WORK INSTRUCTION
When you reach the line with "let status = item.status()?;" in the listing below, transcribe it and each line after it up to and including the line with "match (status, item.sync_id, item.verification_id.as_deref())", exactly and with nothing else.

EXTRACTED RECORDS

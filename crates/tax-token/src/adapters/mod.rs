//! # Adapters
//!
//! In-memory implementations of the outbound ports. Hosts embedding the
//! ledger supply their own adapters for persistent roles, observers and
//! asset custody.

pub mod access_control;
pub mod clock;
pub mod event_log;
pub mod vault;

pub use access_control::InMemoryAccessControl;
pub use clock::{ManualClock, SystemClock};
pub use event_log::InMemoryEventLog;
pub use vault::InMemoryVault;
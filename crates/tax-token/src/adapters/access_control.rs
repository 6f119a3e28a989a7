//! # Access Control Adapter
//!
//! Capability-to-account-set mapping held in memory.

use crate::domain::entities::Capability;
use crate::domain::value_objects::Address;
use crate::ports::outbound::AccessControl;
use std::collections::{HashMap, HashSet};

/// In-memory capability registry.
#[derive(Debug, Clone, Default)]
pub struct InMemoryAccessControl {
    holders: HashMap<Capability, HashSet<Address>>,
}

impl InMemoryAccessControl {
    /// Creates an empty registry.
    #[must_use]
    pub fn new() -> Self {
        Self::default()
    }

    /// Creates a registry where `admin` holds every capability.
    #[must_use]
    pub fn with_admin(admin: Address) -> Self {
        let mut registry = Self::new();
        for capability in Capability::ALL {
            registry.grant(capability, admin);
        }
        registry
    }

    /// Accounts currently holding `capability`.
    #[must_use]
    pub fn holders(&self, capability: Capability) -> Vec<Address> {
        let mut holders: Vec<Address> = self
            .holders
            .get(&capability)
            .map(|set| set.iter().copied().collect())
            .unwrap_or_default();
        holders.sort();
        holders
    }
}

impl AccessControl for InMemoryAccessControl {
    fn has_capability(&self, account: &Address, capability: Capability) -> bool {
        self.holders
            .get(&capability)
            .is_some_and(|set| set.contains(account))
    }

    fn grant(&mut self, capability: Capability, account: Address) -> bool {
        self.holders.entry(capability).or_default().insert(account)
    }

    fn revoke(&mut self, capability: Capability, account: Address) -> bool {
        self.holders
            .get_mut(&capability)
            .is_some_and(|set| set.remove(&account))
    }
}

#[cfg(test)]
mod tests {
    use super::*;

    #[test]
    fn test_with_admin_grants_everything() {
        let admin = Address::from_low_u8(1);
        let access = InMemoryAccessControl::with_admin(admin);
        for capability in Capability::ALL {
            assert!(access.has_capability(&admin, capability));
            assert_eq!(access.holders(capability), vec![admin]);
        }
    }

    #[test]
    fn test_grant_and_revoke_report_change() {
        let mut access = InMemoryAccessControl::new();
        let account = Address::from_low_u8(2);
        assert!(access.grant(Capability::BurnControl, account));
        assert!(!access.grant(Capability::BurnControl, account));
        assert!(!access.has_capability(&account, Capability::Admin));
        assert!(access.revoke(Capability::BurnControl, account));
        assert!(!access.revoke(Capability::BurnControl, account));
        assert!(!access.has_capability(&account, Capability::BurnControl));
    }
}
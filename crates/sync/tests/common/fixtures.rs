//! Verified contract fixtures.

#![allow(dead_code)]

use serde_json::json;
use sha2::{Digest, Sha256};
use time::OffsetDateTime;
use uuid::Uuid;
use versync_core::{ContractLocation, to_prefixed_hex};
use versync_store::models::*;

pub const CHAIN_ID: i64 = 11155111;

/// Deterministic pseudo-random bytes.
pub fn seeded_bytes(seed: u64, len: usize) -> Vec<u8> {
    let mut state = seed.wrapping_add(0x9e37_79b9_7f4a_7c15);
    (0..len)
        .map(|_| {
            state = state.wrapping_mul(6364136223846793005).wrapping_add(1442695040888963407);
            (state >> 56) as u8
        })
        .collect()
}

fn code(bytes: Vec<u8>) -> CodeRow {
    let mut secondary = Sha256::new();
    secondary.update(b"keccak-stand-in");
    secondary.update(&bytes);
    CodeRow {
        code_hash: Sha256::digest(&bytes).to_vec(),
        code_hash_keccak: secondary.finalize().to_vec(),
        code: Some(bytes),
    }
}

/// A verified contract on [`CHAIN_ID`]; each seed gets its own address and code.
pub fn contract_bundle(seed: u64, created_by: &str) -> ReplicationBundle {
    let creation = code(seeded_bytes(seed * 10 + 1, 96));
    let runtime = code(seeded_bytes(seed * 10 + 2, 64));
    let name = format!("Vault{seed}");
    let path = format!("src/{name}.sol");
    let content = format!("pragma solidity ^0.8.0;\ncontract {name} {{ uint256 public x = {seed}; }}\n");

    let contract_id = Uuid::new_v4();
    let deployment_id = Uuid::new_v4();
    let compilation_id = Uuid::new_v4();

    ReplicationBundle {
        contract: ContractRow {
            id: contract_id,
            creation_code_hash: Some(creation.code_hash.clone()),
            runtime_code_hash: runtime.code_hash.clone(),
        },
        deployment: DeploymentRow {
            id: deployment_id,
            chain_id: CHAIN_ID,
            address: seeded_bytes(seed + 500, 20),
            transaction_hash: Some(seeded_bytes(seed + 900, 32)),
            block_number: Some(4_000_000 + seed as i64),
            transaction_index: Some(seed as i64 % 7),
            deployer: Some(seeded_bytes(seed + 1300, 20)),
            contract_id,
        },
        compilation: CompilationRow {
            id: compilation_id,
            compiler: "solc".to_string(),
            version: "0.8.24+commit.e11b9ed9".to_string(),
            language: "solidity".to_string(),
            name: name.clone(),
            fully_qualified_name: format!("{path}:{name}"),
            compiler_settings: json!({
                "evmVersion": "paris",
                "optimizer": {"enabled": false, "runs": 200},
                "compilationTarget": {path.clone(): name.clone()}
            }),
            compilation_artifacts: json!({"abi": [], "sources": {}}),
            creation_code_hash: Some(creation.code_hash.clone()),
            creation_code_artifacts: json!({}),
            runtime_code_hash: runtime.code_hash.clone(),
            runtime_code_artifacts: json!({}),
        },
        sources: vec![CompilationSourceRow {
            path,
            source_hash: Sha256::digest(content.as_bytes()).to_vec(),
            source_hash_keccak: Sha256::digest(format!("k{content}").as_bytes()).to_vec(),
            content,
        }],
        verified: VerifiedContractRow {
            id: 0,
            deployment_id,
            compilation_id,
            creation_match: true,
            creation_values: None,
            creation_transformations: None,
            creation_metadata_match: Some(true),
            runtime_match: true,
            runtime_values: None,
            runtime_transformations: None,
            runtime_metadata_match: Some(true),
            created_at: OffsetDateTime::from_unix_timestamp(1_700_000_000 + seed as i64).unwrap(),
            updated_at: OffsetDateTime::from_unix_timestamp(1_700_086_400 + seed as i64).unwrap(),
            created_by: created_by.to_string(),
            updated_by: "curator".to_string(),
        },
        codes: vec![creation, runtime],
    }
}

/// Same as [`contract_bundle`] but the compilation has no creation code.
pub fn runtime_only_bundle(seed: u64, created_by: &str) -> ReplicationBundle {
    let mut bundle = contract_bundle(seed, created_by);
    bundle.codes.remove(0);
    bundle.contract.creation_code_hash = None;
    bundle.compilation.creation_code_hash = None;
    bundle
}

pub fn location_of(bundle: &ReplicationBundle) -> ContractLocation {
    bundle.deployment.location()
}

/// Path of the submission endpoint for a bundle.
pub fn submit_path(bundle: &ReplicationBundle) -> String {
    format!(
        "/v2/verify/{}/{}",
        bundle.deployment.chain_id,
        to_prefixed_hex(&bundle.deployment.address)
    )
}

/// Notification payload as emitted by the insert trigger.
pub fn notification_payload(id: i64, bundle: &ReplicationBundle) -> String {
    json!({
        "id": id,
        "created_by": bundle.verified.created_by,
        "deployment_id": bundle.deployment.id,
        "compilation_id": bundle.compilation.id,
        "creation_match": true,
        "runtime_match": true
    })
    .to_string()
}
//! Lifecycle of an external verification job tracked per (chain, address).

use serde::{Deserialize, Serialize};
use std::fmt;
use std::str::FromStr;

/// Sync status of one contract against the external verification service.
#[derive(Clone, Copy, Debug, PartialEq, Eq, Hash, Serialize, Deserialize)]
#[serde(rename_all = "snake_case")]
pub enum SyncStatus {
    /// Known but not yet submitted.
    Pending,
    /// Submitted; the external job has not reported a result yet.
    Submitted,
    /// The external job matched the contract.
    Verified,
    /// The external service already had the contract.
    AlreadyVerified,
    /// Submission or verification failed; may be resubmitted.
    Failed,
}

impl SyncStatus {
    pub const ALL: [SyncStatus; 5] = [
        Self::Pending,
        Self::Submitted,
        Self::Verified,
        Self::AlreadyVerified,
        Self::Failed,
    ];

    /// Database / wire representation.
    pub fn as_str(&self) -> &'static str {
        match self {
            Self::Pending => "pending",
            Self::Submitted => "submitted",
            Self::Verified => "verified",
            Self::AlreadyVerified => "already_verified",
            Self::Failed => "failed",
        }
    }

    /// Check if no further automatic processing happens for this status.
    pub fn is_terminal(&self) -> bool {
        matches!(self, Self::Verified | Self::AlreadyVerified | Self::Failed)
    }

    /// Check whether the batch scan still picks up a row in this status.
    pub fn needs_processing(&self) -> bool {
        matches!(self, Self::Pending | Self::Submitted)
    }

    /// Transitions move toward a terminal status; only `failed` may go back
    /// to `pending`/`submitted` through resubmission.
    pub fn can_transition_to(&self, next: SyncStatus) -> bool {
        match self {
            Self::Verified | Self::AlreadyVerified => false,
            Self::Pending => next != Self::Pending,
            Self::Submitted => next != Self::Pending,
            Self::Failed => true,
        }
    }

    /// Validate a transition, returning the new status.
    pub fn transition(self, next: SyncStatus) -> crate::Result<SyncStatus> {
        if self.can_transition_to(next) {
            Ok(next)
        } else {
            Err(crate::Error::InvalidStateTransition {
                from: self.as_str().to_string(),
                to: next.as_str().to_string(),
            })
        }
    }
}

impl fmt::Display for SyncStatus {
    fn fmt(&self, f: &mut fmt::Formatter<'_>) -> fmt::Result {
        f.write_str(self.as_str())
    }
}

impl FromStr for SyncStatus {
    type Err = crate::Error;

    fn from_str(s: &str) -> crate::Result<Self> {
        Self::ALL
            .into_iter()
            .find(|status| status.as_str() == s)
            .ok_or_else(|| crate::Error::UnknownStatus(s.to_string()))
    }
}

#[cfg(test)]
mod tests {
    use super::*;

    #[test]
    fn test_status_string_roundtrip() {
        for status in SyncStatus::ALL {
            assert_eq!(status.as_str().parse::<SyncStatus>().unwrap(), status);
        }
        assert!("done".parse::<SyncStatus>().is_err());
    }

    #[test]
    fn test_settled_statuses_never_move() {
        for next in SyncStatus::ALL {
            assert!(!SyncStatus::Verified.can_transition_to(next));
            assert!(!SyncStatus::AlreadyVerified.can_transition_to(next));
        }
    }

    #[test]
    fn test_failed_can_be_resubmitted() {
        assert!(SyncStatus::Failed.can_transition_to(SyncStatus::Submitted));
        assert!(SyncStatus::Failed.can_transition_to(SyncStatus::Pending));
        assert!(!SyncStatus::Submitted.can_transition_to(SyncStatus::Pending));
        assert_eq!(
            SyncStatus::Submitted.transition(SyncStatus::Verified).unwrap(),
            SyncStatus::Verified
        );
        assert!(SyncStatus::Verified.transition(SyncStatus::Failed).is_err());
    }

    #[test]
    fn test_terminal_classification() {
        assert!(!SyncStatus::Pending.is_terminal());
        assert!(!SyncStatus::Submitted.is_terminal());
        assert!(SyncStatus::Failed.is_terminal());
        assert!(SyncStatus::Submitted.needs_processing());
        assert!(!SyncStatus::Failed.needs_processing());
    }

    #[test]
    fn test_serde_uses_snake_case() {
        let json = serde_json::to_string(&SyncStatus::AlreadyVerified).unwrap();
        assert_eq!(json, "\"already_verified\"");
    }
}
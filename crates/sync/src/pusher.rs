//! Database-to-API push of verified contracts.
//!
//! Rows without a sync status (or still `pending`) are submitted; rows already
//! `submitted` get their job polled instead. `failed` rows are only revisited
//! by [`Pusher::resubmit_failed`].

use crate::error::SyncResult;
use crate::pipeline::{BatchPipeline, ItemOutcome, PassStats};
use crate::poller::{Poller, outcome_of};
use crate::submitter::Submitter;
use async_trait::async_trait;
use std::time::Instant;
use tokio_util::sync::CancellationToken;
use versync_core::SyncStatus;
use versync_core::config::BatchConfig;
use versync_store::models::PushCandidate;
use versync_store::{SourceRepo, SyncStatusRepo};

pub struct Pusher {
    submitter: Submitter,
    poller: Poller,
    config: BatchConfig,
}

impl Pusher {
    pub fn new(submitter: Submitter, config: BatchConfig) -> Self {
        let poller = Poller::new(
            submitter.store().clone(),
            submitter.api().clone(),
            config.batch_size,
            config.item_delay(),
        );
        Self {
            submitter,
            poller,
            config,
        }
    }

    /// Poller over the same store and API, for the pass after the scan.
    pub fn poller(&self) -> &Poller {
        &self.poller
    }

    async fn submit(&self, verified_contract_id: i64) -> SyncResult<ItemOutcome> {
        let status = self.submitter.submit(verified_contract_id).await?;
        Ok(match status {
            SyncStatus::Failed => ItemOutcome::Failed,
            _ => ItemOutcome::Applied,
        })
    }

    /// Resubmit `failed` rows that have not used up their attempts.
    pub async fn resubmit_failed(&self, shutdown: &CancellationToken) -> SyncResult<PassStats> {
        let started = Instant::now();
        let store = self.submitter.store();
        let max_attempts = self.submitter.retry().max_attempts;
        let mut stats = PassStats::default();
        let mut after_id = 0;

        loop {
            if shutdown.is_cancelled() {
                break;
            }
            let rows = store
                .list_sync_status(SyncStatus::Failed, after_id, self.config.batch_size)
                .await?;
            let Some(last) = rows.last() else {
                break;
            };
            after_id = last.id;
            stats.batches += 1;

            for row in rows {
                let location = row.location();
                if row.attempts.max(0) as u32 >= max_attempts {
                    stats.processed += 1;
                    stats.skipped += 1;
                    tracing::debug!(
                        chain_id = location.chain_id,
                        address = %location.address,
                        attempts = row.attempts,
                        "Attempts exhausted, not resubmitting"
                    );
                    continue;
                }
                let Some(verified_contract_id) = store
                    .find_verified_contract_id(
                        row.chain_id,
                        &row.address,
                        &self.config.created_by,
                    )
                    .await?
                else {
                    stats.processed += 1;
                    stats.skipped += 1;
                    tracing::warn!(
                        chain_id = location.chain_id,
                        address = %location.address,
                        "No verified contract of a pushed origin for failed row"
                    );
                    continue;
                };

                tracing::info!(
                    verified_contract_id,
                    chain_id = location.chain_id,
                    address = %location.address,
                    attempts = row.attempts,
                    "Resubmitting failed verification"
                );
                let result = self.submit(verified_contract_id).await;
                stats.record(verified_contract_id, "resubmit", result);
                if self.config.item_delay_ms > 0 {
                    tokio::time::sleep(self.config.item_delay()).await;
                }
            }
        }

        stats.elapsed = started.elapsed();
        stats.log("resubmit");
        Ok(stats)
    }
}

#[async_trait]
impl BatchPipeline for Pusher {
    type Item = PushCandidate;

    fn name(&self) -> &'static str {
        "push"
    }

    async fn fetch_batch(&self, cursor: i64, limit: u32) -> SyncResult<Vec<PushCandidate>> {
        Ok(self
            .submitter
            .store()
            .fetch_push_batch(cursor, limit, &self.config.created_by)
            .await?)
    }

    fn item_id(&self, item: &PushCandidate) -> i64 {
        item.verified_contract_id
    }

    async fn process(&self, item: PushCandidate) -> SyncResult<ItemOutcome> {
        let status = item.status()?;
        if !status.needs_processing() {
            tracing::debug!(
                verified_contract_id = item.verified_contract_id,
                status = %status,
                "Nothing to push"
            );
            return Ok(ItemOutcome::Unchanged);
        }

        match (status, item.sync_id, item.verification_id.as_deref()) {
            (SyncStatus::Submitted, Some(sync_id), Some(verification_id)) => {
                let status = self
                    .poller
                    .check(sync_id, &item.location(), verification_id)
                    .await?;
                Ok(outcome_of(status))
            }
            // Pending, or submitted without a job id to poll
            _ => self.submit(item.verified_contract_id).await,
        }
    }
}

RESULT FOR THIS TASK
        let status = item.status()?;
        if !status.needs_processing() {
            tracing::debug!(
                verified_contract_id = item.verified_contract_id,
                status = %status,
                "Nothing to push"
            );
            return Ok(ItemOutcome::Unchanged);
        }

        match (status, item.sync_id, item.verification_id.as_deref()) {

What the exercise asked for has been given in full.